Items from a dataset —
★ ★ ★ ★

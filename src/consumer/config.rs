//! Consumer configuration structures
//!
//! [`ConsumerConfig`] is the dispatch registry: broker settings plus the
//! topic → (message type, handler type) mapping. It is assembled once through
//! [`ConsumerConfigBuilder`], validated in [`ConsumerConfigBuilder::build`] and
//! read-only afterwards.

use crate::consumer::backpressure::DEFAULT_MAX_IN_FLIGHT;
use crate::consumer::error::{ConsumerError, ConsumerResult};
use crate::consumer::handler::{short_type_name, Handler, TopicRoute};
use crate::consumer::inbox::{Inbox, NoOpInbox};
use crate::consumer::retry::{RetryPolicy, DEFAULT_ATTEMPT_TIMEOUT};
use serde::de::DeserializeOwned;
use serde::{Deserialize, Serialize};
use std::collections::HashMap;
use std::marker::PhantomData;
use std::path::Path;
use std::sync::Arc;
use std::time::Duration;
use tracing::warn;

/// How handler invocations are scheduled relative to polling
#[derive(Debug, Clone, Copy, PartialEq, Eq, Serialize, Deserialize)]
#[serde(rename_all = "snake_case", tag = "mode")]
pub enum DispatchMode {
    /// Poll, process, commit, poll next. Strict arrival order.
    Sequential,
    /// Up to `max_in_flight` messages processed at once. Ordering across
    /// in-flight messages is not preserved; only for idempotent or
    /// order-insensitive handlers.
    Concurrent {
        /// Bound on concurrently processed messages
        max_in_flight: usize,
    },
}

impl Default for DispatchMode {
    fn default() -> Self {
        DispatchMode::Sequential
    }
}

★ ★ ★ ★

To do — Copy exactly the lines from the one containing "impl Default for" through the last line of the records, both included, and nothing else.

Exercise response —
impl Default for DispatchMode {
    fn default() -> Self {
        DispatchMode::Sequential
    }
}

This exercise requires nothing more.